The file uploads to the module-covers Supabase Storage bucket. The bucket is public — the URL is unguessable but, once known, is accessible to anyone.
Use upload when:
- You have a specific image already (a photo from your phone, a graphic from your designer).
- Brand consistency matters and stock photos won’t do.
2. URL
Click Paste URL. Paste any publicly accessible image URL.
Wisteria stores the URL on the module — it doesn’t download the image. If the URL stops working later (e.g. the host takes the image down), the cover breaks.
Use URL when:
- You have an image hosted somewhere you trust (your company CMS, Cloudinary, etc.).
- You want to avoid uploading to Wisteria.
3. Unsplash (embedded search)
Click Browse Unsplash. The search panel embeds inside the picker — no tab-switching.
Type a query (“factory worker safety”, “team meeting”, “office desk”). Wisteria queries Unsplash’s API, shows thumbnails. Click a thumbnail to select it.
Wisteria stores the Unsplash image URL on the module. Unsplash photos are free to use under their license; we credit the photographer in the source URL.
Use Unsplash when:
- You don’t have a specific image in mind.
- You want a high-quality stock photo without paying for one.
- You’re prototyping a course and want to look polished even before the first review.
What if there’s no cover
Modules without a cover image fall back to:
- Their parent course’s cover image, if set
- A neutral default Wisteria cover (if neither is set)
A default cover is not broken — it just looks generic. Learners will tap through, but a real cover gives the module instant recognisability.
Tips
- Aspect ratio matters. Course cards on the dashboard crop to about 4:3 with the bottom edge truncated. Avoid critical content at the bottom of your cover.
- Faces work well. Photos with people draw the eye more than abstract shots.
- Brand consistency. Pick one source (Unsplash, or your own photos, or your designer’s templates) and stick with it across courses. Mixing styles makes the dashboard look noisy.

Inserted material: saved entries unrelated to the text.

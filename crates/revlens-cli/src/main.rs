mod display;

use std::net::SocketAddr;
use std::path::{Path, PathBuf};
use std::sync::Arc;
use std::time::Duration;

use anyhow::Context;
use clap::builder::BoolishValueParser;
use clap::{Args, Parser, Subcommand};
use revlens_ai::{
    DEFAULT_GEMINI_BASE_URL, DEFAULT_GEMINI_MODEL, DEFAULT_HF_BASE_URL, DEFAULT_SENTIMENT_MODEL,
    GEMINI_KEY_VARS, GeminiConfig, GeminiExtractor, HfConfig, HfSentimentClassifier,
};
use revlens_core::{
    KeyPointExtractor, PageRequest, ReviewOrchestrator, ReviewStore, SentimentClassifier,
    StageSchedule, fetch_page,
};
use revlens_store::MemoryStore;
use tracing::{info, warn};
use tracing_subscriber::EnvFilter;

#[derive(Parser, Debug)]
#[command(name = "revlens", version, about = "Product review analysis: sentiment, key points, storage")]
struct Cli {
    #[command(flatten)]
    store: StoreArgs,

    #[command(subcommand)]
    command: Command,
}

#[derive(Subcommand, Debug)]
enum Command {
    /// Run the HTTP API.
    Serve {
        #[arg(long, env = "REVLENS_BIND", default_value = "127.0.0.1:6543")]
        bind: SocketAddr,

        #[command(flatten)]
        ai: AiArgs,
    },
    /// Analyse one review and store the result.
    Analyze {
        /// Review text, in any language the models support.
        text: String,

        /// Print the stored record as JSON.
        #[arg(long)]
        json: bool,

        #[command(flatten)]
        ai: AiArgs,
    },
    /// List stored reviews, newest first.
    Reviews {
        #[arg(long, default_value_t = 1, allow_negative_numbers = true)]
        page: i64,

        #[arg(long, default_value_t = 10, allow_negative_numbers = true)]
        limit: i64,

        /// Print the page as JSON.
        #[arg(long)]
        json: bool,
    },
}

#[derive(Args, Debug)]
struct StoreArgs {
    /// DuckDB database file.
    #[arg(long, env = "REVLENS_DATABASE", default_value = "revlens.duckdb", global = true)]
    database: PathBuf,

    /// Keep reviews in memory only.
    #[arg(long, global = true)]
    in_memory: bool,
}

#[derive(Args, Debug)]
struct AiArgs {
    #[arg(long, env = "HUGGINGFACE_ACCESS_TOKEN", hide_env_values = true)]
    hf_token: Option<String>,

    #[arg(long, env = "REVLENS_SENTIMENT_MODEL", default_value = DEFAULT_SENTIMENT_MODEL)]
    sentiment_model: String,

    #[arg(long, env = "REVLENS_HF_URL", default_value = DEFAULT_HF_BASE_URL)]
    hf_url: String,

    /// Directory with model.onnx, tokenizer.json and config.json; replaces the hosted classifier.
    #[cfg(feature = "onnx")]
    #[arg(long, env = "REVLENS_ONNX_MODEL_DIR")]
    onnx_model_dir: Option<PathBuf>,

    #[arg(long, env = "REVLENS_GEMINI_MODEL", default_value = DEFAULT_GEMINI_MODEL)]
    gemini_model: String,

    #[arg(long, env = "REVLENS_GEMINI_URL", default_value = DEFAULT_GEMINI_BASE_URL)]
    gemini_url: String,

    /// Per-request timeout for model services, in seconds.
    #[arg(long, env = "REVLENS_AI_TIMEOUT_SECS", default_value_t = 30)]
    ai_timeout_secs: u64,

    /// Classify before extracting instead of running both at once.
    ///
    /// Accepts true/false, yes/no, on/off or 1/0; a bare flag means true.
    #[arg(
        long,
        env = "REVLENS_SEQUENTIAL_STAGES",
        action = clap::ArgAction::Set,
        value_parser = BoolishValueParser::new(),
        num_args = 0..=1,
        require_equals = true,
        default_value = "false",
        default_missing_value = "true"
    )]
    sequential: bool,
}

impl AiArgs {
    fn timeout(&self) -> Duration {
        Duration::from_secs(self.ai_timeout_secs)
    }

    fn schedule(&self) -> StageSchedule {
        if self.sequential {
            StageSchedule::Sequential
        } else {
            StageSchedule::Concurrent
        }
    }
}

#[tokio::main]
async fn main() -> anyhow::Result<()> {
    dotenvy::dotenv().ok();
    init_tracing();

    let cli = Cli::parse();
    info!("revlens v{}", env!("CARGO_PKG_VERSION"));

    let store = open_store(&cli.store)?;

    match cli.command {
        Command::Serve { bind, ai } => {
            let orchestrator = build_orchestrator(&ai, store)?;
            revlens_server::serve(bind, Arc::new(orchestrator)).await?;
        }
        Command::Analyze { text, json, ai } => {
            let orchestrator = build_orchestrator(&ai, store)?;
            let record = orchestrator.analyze_review(&text).await?;
            if json {
                println!("{}", serde_json::to_string_pretty(&record)?);
            } else {
                print!("{}", display::render_card(&record));
            }
        }
        Command::Reviews { page, limit, json } => {
            let page = fetch_page(store.as_ref(), PageRequest::normalize(page, limit)).await?;
            if json {
                println!("{}", serde_json::to_string_pretty(&page)?);
            } else {
                print!("{}", display::render_page(&page));
            }
        }
    }

    Ok(())
}

fn init_tracing() {
    let filter = EnvFilter::try_from_default_env().unwrap_or_else(|_| EnvFilter::new("info"));
    tracing_subscriber::fmt()
        .with_env_filter(filter)
        .with_writer(std::io::stderr)
        .init();
}

// ── Wiring ──

fn open_store(args: &StoreArgs) -> anyhow::Result<Arc<dyn ReviewStore>> {
    if args.in_memory {
        info!("using in-memory review store");
        return Ok(Arc::new(MemoryStore::new()));
    }
    open_durable_store(&args.database)
}

#[cfg(feature = "duckdb")]
fn open_durable_store(path: &Path) -> anyhow::Result<Arc<dyn ReviewStore>> {
    let store = revlens_store::DuckStore::open_persistent(path)
        .with_context(|| format!("opening review database {}", path.display()))?;
    Ok(Arc::new(store))
}

#[cfg(not(feature = "duckdb"))]
fn open_durable_store(path: &Path) -> anyhow::Result<Arc<dyn ReviewStore>> {
    warn!(path = %path.display(), "built without DuckDB, reviews are kept in memory");
    Ok(Arc::new(MemoryStore::new()))
}

fn build_orchestrator(
    ai: &AiArgs,
    store: Arc<dyn ReviewStore>,
) -> anyhow::Result<ReviewOrchestrator> {
    let classifier = build_classifier(ai)?;
    let extractor = build_extractor(ai)?;
    let schedule = ai.schedule();
    info!(?schedule, "analysis pipeline ready");
    Ok(ReviewOrchestrator::new(classifier, extractor, store).with_schedule(schedule))
}

fn build_classifier(ai: &AiArgs) -> anyhow::Result<Arc<dyn SentimentClassifier>> {
    #[cfg(feature = "onnx")]
    {
        if let Some(dir) = &ai.onnx_model_dir {
            let classifier = revlens_ai::OnnxSentimentClassifier::load(dir)
                .with_context(|| format!("loading sentiment model from {}", dir.display()))?;
            return Ok(Arc::new(classifier));
        }
    }

    if ai.hf_token.is_none() {
        warn!("HUGGINGFACE_ACCESS_TOKEN not set, hosted classifier calls are unauthenticated");
    }
    let classifier = HfSentimentClassifier::new(HfConfig {
        base_url: ai.hf_url.clone(),
        model: ai.sentiment_model.clone(),
        token: ai.hf_token.clone(),
        timeout: ai.timeout(),
    })
    .context("building sentiment classifier")?;
    Ok(Arc::new(classifier))
}

fn build_extractor(ai: &AiArgs) -> anyhow::Result<Arc<dyn KeyPointExtractor>> {
    let api_key = GeminiConfig::api_key_from_env().with_context(|| {
        format!("Gemini API key not found, set one of {}", GEMINI_KEY_VARS.join(", "))
    })?;
    let extractor = GeminiExtractor::new(GeminiConfig {
        api_key,
        model: ai.gemini_model.clone(),
        base_url: ai.gemini_url.clone(),
        timeout: ai.timeout(),
    })
    .context("building key point extractor")?;
    Ok(Arc::new(extractor))
}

- No emoji in the cover image itself. The course has an emoji field separately; use that for icon-level identity.
Changing a cover later
You can change a cover at any time, even after the course is published. The new cover appears immediately for all learners on their next page load. The old image stays in storage but is no longer referenced.
Cover images on certificates
Some certificate templates can include the course cover image. See Certificate template for which template modes support it.